My new office
Christopher and I lived in Prague for most of 2004. We had a one-bedroom furnished flat on the top floor of a four-floor walk-up in Namesti Miru where the streets are all cobblestone and named after countries, like Italska for Italy. We lived on Belgitska, for Belugium. At one end of Belgitska there was a large, beautiful public park with a vineyard, and the other end dead-ended into St. Ludmilla’s Church at the Namesti Miru tram stop. The street itself was lined with trees and little restaurants and internet cafes and markets—it was amazing, and idyllic, that fantasy you talk about with your friends: “I’m going to live in Europe with my new boyfriend and we’ll sit all day long in cafes and write stories and drink wine and go to museums and dream, dream, dream,” and I haven’t thought about all of that in a very, very long time.

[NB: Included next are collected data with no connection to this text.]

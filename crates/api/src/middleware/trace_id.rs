//! Request tracing middleware.
//!
//! Every request gets an ID, taken from `X-Request-ID` when the caller sends
//! one. Handlers read it through the [`RequestId`] extractor and stamp it on
//! audit entries.

use std::convert::Infallible;

use axum::{
    async_trait,
    body::Body,
    extract::FromRequestParts,
    http::{header::HeaderName, request::Parts, HeaderValue, Request},
    middleware::Next,
    response::Response,
};
use tracing::Instrument;
use uuid::Uuid;

/// Header name for request ID.
pub const REQUEST_ID_HEADER: &str = "X-Request-ID";

/// Longest caller-supplied ID that is accepted as-is.
const MAX_REQUEST_ID_LEN: usize = 128;

/// Request ID stored in request extensions.
#[derive(Debug, Clone, PartialEq, Eq)]
pub struct RequestId(pub String);

impl RequestId {
    pub fn as_str(&self) -> &str {
        &self.0
    }
}

#[async_trait]
impl<S> FromRequestParts<S> for RequestId
where
    S: Send + Sync,
{
    type Rejection = Infallible;

    async fn from_request_parts(parts: &mut Parts, _state: &S) -> Result<Self, Self::Rejection> {
        Ok(parts
            .extensions
            .get::<RequestId>()
            .cloned()
            .unwrap_or_else(|| RequestId("unknown".to_string())))
    }
}

fn request_id_from_header(value: Option<&HeaderValue>) -> String {
    value
        .and_then(|v| v.to_str().ok())
        .map(str::trim)
        .filter(|s| !s.is_empty() && s.len() <= MAX_REQUEST_ID_LEN)
        .map(|s| s.to_string())
        .unwrap_or_else(|| Uuid::new_v4().to_string())
}

/// Middleware that extracts or generates a request ID.
///
/// The ID is stored in request extensions, echoed in the response headers
/// and attached to a tracing span wrapping the rest of the stack.
pub async fn trace_id(mut req: Request<Body>, next: Next) -> Response {
    let request_id = request_id_from_header(req.headers().get(REQUEST_ID_HEADER));

    req.extensions_mut().insert(RequestId(request_id.clone()));

    let span = tracing::info_span!(
        "request",
        request_id = %request_id,
        method = %req.method(),
        path = %req.uri().path(),
    );

    async move {
        let start = std::time::Instant::now();
        let mut response = next.run(req).await;

        tracing::info!(
            status = response.status().as_u16(),
            duration_ms = start.elapsed().as_millis() as u64,
            "Request completed"
        );

        if let Ok(header_value) = HeaderValue::from_str(&request_id) {
            response
                .headers_mut()
                .insert(HeaderName::from_static("x-request-id"), header_value);
        }

        response
    }
    .instrument(span)
    .await
}

#[cfg(test)]
mod tests {
    use super::*;

    #[test]
    fn test_request_id_from_header_present() {
        let value = HeaderValue::from_static("req-123_abc.xyz");
        assert_eq!(request_id_from_header(Some(&value)), "req-123_abc.xyz");
    }

    #[test]
    fn test_request_id_generated_when_missing() {
        let id = request_id_from_header(None);
        assert!(Uuid::parse_str(&id).is_ok());
    }

    #[test]
    fn test_request_id_generated_when_blank_or_oversized() {
        let blank = HeaderValue::from_static("   ");
        assert!(Uuid::parse_str(&request_id_from_header(Some(&blank))).is_ok());

        let long = HeaderValue::from_str(&"a".repeat(MAX_REQUEST_ID_LEN + 1)).unwrap();
        assert!(Uuid::parse_str(&request_id_from_header(Some(&long))).is_ok());
    }

    #[tokio::test]
    async fn test_request_id_extractor() {
        let mut req = Request::builder().body(()).unwrap();
        req.extensions_mut()
            .insert(RequestId("my-request-id".to_string()));
        let (mut parts, _) = req.into_parts();

        let id = RequestId::from_request_parts(&mut parts, &()).await.unwrap();
        assert_eq!(id.as_str(), "my-request-id");
    }

    #[tokio::test]
    async fn test_request_id_extractor_missing() {
        let (mut parts, _) = Request::builder().body(()).unwrap().into_parts();
        let id = RequestId::from_request_parts(&mut parts, &()).await.unwrap();
        assert_eq!(id.as_str(), "unknown");
    }

    #[test]
    fn test_request_id_header_constant() {
        assert_eq!(REQUEST_ID_HEADER, "X-Request-ID");
    }
}
//! Database metrics collection.

use metrics::{gauge, histogram};
use sqlx::PgPool;
use std::future::Future;
use std::time::Instant;

/// Record database query duration.
pub fn record_query_duration(query_name: &str, duration_secs: f64) {
    histogram!(
        "database_query_duration_seconds",
        "query" => query_name.to_string()
    )
    .record(duration_secs);
}

/// Record database connection pool metrics.
///
/// Called periodically by the pool metrics job.
pub fn record_pool_metrics(pool: &PgPool) {
    let size = pool.size() as usize;
    let idle = pool.num_idle();
    let active = size.saturating_sub(idle);

    gauge!("database_connections_active").set(active as f64);
    gauge!("database_connections_idle").set(idle as f64);
    gauge!("database_connections_total").set(size as f64);
}

/// Times a database operation.
///
/// ```ignore
/// let timer = QueryTimer::new("find_device_by_id");
/// let result = sqlx::query_as::<_, DeviceEntity>(...).fetch_optional(&pool).await;
/// timer.record();
/// result
/// ```
pub struct QueryTimer {
    query_name: &'static str,
    start: Instant,
}

impl QueryTimer {
    pub fn new(query_name: &'static str) -> Self {
        Self {
            query_name,
            start: Instant::now(),
        }
    }

    /// Record the elapsed duration to metrics.
    pub fn record(self) {
        record_query_duration(self.query_name, self.start.elapsed().as_secs_f64());
    }
}

/// Awaits `fut` and records how long it took under `query_name`.
pub async fn timed<F, T>(query_name: &'static str, fut: F) -> T
where
    F: Future<Output = T>,
{
    let timer = QueryTimer::new(query_name);
    let output = fut.await;
    timer.record();
    output
}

What’s setting me off is I’ve just found a new coffee shop, this little place in Lakeview called Dollop. It’s small, with tons of comfy chairs to sink into and stay all day, and really good coffee—Metropolis, if you pay attention to such things, which I do—and there’s crazy art all over the place and little nooks and crannies and desks and corners and exposed brick and exposed pipes and good music and very nice people working the counter and, it seems, people all over the place doing actually work, as opposed to sitting and pretending to do work while really you are scoping the girl sitting next to you (I’m talking to you, Filter!) and I walked in and thought, yes. Here. Here is the new place where I will give my money and my hour after hour: this is my new office.

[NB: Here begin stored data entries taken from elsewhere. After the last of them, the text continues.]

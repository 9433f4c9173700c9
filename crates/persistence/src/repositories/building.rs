//! Building repository for database operations.

use sqlx::PgPool;

use crate::entities::{BuildingEntity, BuildingStatusEntity};
use crate::metrics::QueryTimer;

/// Repository for building-related database operations.
#[derive(Clone)]
pub struct BuildingRepository {
    pool: PgPool,
}

impl BuildingRepository {
    /// Creates a new BuildingRepository with the given connection pool.
    pub fn new(pool: PgPool) -> Self {
        Self { pool }
    }

    /// Create a new building.
    pub async fn create(
        &self,
        name: &str,
        map_x: f64,
        map_y: f64,
    ) -> Result<BuildingEntity, sqlx::Error> {
        let timer = QueryTimer::new("create_building");
        let result = sqlx::query_as::<_, BuildingEntity>(
            r#"
            INSERT INTO buildings (name, map_x, map_y)
            VALUES ($1, $2, $3)
            RETURNING *
            "#,
        )
        .bind(name)
        .bind(map_x)
        .bind(map_y)
        .fetch_one(&self.pool)
        .await;
        timer.record();
        result
    }

    /// Find building by ID.
    pub async fn find_by_id(&self, id: i64) -> Result<Option<BuildingEntity>, sqlx::Error> {
        let timer = QueryTimer::new("find_building_by_id");
        let result = sqlx::query_as::<_, BuildingEntity>(
            r#"
            SELECT * FROM buildings WHERE id = $1
            "#,
        )
        .bind(id)
        .fetch_optional(&self.pool)
        .await;
        timer.record();
        result
    }

    /// Update a building. None values are preserved.
    pub async fn update(
        &self,
        id: i64,
        name: Option<&str>,
        map_x: Option<f64>,
        map_y: Option<f64>,
    ) -> Result<Option<BuildingEntity>, sqlx::Error> {
        let timer = QueryTimer::new("update_building");
        let result = sqlx::query_as::<_, BuildingEntity>(
            r#"
            UPDATE buildings SET
                name = COALESCE($2, name),
                map_x = COALESCE($3, map_x),
                map_y = COALESCE($4, map_y),
                updated_at = NOW()
            WHERE id = $1
            RETURNING *
            "#,
        )
        .bind(id)
        .bind(name)
        .bind(map_x)
        .bind(map_y)
        .fetch_optional(&self.pool)
        .await;
        timer.record();
        result
    }

    /// Delete a building. Network links are removed by cascade; networks survive.
    pub async fn delete(&self, id: i64) -> Result<u64, sqlx::Error> {
        let timer = QueryTimer::new("delete_building");
        let result = sqlx::query(
            r#"
            DELETE FROM buildings WHERE id = $1
            "#,
        )
        .bind(id)
        .execute(&self.pool)
        .await?;
        timer.record();
        Ok(result.rows_affected())
    }

    /// Link a network to a building. Returns false if already linked.
    pub async fn attach_network(&self, building_id: i64, network_id: i64) -> Result<bool, sqlx::Error> {
        let timer = QueryTimer::new("attach_building_network");
        let result = sqlx::query(
            r#"
            INSERT INTO building_networks (building_id, network_id)
            VALUES ($1, $2)
            ON CONFLICT (building_id, network_id) DO NOTHING
            "#,
        )
        .bind(building_id)
        .bind(network_id)
        .execute(&self.pool)
        .await?;
        timer.record();
        Ok(result.rows_affected() > 0)
    }

    /// Unlink a network from a building.
    pub async fn detach_network(&self, building_id: i64, network_id: i64) -> Result<u64, sqlx::Error> {
        let timer = QueryTimer::new("detach_building_network");
        let result = sqlx::query(
            r#"
            DELETE FROM building_networks
            WHERE building_id = $1 AND network_id = $2
            "#,
        )
        .bind(building_id)
        .bind(network_id)
        .execute(&self.pool)
        .await?;
        timer.record();
        Ok(result.rows_affected())
    }

    /// All buildings with the summed cached counts of their networks.
    pub async fn list_statuses(&self) -> Result<Vec<BuildingStatusEntity>, sqlx::Error> {
        let timer = QueryTimer::new("list_building_statuses");
        let result = sqlx::query_as::<_, BuildingStatusEntity>(
            r#"
            SELECT b.id, b.name, b.map_x, b.map_y, b.created_at, b.updated_at,
                   COUNT(n.id) AS network_count,
                   COALESCE(SUM(n.total_devices), 0)::BIGINT AS total_devices,
                   COALESCE(SUM(n.offline_devices), 0)::BIGINT AS offline_devices
            FROM buildings b
            LEFT JOIN building_networks bn ON bn.building_id = b.id
            LEFT JOIN networks n ON n.id = bn.network_id
            GROUP BY b.id
            ORDER BY b.name
            "#,
        )
        .fetch_all(&self.pool)
        .await;
        timer.record();
        result
    }

    /// One building with its summed network counts.
    pub async fn find_status(&self, id: i64) -> Result<Option<BuildingStatusEntity>, sqlx::Error> {
        let timer = QueryTimer::new("find_building_status");
        let result = sqlx::query_as::<_, BuildingStatusEntity>(
            r#"
            SELECT b.id, b.name, b.map_x, b.map_y, b.created_at, b.updated_at,
                   COUNT(n.id) AS network_count,
                   COALESCE(SUM(n.total_devices), 0)::BIGINT AS total_devices,
                   COALESCE(SUM(n.offline_devices), 0)::BIGINT AS offline_devices
            FROM buildings b
            LEFT JOIN building_networks bn ON bn.building_id = b.id
            LEFT JOIN networks n ON n.id = bn.network_id
            WHERE b.id = $1
            GROUP BY b.id
            "#,
        )
        .bind(id)
        .fetch_optional(&self.pool)
        .await;
        timer.record();
        result
    }
}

I felt this way in Prague, with a café across the street from our flat called Kavarna Meduza. In fact, one of the reasons why we took the flat was because, on our way to see it for the first time, we stopped into Meduza’s for coffee and I thought, this is the place where I’ll work. There’s a vibe there, something in the air. It’s difficult to explain. If you’re not a part of this coffee shop culture, this’ll probably sound very silly to you, but for me, getting out of my house and away from all its distractions (Wash the dishes! Wash the floor! Watch 24! Play on the internet instead of writing! Read books instead of writing!) is a necessity, but the trick of it is you need to find a place that COULD be your house, like, maybe this is some room that you would design for your own home—that kind of comfort, that kind of ease. Meduza’s was it for me, and every day I’ve missed it, but this—here—this is it.

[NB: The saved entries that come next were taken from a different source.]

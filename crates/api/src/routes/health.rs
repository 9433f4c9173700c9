//! Health and probe endpoints. These sit outside `/api/v1`.

use std::time::Instant;

use axum::{extract::State, http::StatusCode, Json};
use serde::Serialize;
use sqlx::PgPool;

use crate::app::AppState;

#[derive(Debug, Serialize)]
#[serde(rename_all = "snake_case")]
pub struct HealthResponse {
    pub status: &'static str,
    pub version: &'static str,
    pub database: DatabaseHealth,
    pub alerting_active: bool,
    pub jobs_enabled: bool,
}

#[derive(Debug, Serialize)]
#[serde(rename_all = "snake_case")]
pub struct DatabaseHealth {
    pub connected: bool,
    #[serde(skip_serializing_if = "Option::is_none")]
    pub latency_ms: Option<u64>,
}

#[derive(Debug, Serialize)]
pub struct ProbeResponse {
    pub status: &'static str,
}

/// Round-trip latency of a trivial query, or `None` when it fails.
async fn probe_database(pool: &PgPool) -> Option<u64> {
    let start = Instant::now();
    sqlx::query("SELECT 1")
        .execute(pool)
        .await
        .ok()
        .map(|_| start.elapsed().as_millis() as u64)
}

/// GET /api/health
///
/// 503 with the same body shape when the database is unreachable.
pub async fn health_check(State(state): State<AppState>) -> (StatusCode, Json<HealthResponse>) {
    let latency_ms = probe_database(&state.pool).await;
    let connected = latency_ms.is_some();

    let body = HealthResponse {
        status: if connected { "healthy" } else { "degraded" },
        version: env!("CARGO_PKG_VERSION"),
        database: DatabaseHealth {
            connected,
            latency_ms,
        },
        alerting_active: state.settings().await.is_active,
        jobs_enabled: state.config.jobs.enabled,
    };

    let status = if connected {
        StatusCode::OK
    } else {
        StatusCode::SERVICE_UNAVAILABLE
    };
    (status, Json(body))
}

/// GET /api/health/live
pub async fn live() -> Json<ProbeResponse> {
    Json(ProbeResponse { status: "alive" })
}

/// GET /api/health/ready
pub async fn ready(State(state): State<AppState>) -> (StatusCode, Json<ProbeResponse>) {
    match probe_database(&state.pool).await {
        Some(_) => (StatusCode::OK, Json(ProbeResponse { status: "ready" })),
        None => (
            StatusCode::SERVICE_UNAVAILABLE,
            Json(ProbeResponse {
                status: "unavailable",
            }),
        ),
    }
}

#[cfg(test)]
mod tests {
    use super::*;

    #[test]
    fn test_disconnected_database_omits_latency() {
        let response = HealthResponse {
            status: "degraded",
            version: "0.3.0",
            database: DatabaseHealth {
                connected: false,
                latency_ms: None,
            },
            alerting_active: true,
            jobs_enabled: false,
        };
        let json = serde_json::to_value(&response).unwrap();
        assert_eq!(json["database"]["connected"], false);
        assert!(json["database"].get("latency_ms").is_none());
        assert_eq!(json["alerting_active"], true);
    }

    #[tokio::test]
    async fn test_live() {
        let Json(response) = live().await;
        assert_eq!(response.status, "alive");
    }
}
//! Domain services for VoIP Monitor.
//!
//! Services contain business logic that operates on domain models.

pub mod alerting;
pub mod notification;

pub use alerting::{evaluate, red_buildings, BuildingAlert, CriticalAlert, CriticalDeviceAlert};
pub use notification::{
    dispatch, enabled_channels, AlertNotifier, MockAlertNotifier, NotificationChannel,
    NotificationResult,
};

Jeff and I were waiting for the nice girl behind the counter to give us our coffees and he said, “Do you want to give her a hug?” because I’m that much of a dork (not enough to actually do it, though). But I’m sitting here in the corner, in this green puffy chair, thinking of Meduza’s and, consequently, that whole time in my life: Christopher and I so new, so far away from everything, going to the market every morning for food, walking the Charles Bridge, drinking coffee all day and wine every evening, Frankovka and Kozel and Becherovka, writing at Meduza’s in the afternoons and wandering the city at night, and then, to clinch the deal, like some weird sign, I look up and on the wall above my green puffy chair here at Dollop are two framed photographs from Prague. Here—here is the new place.
(and also they have tabletop Pac-Man).
from my journal, August 2004:
“In my office, the back room at Meduza’s: four tables, two by windows with sun and breeze (and power-jacks, necessary for prolonged laptop use). Big, open, airy, all mismatched wood and framed photos and good coffee, windows and light and a big wormhole that sits me down at the computer at ten and then I don't look up 'til four or five.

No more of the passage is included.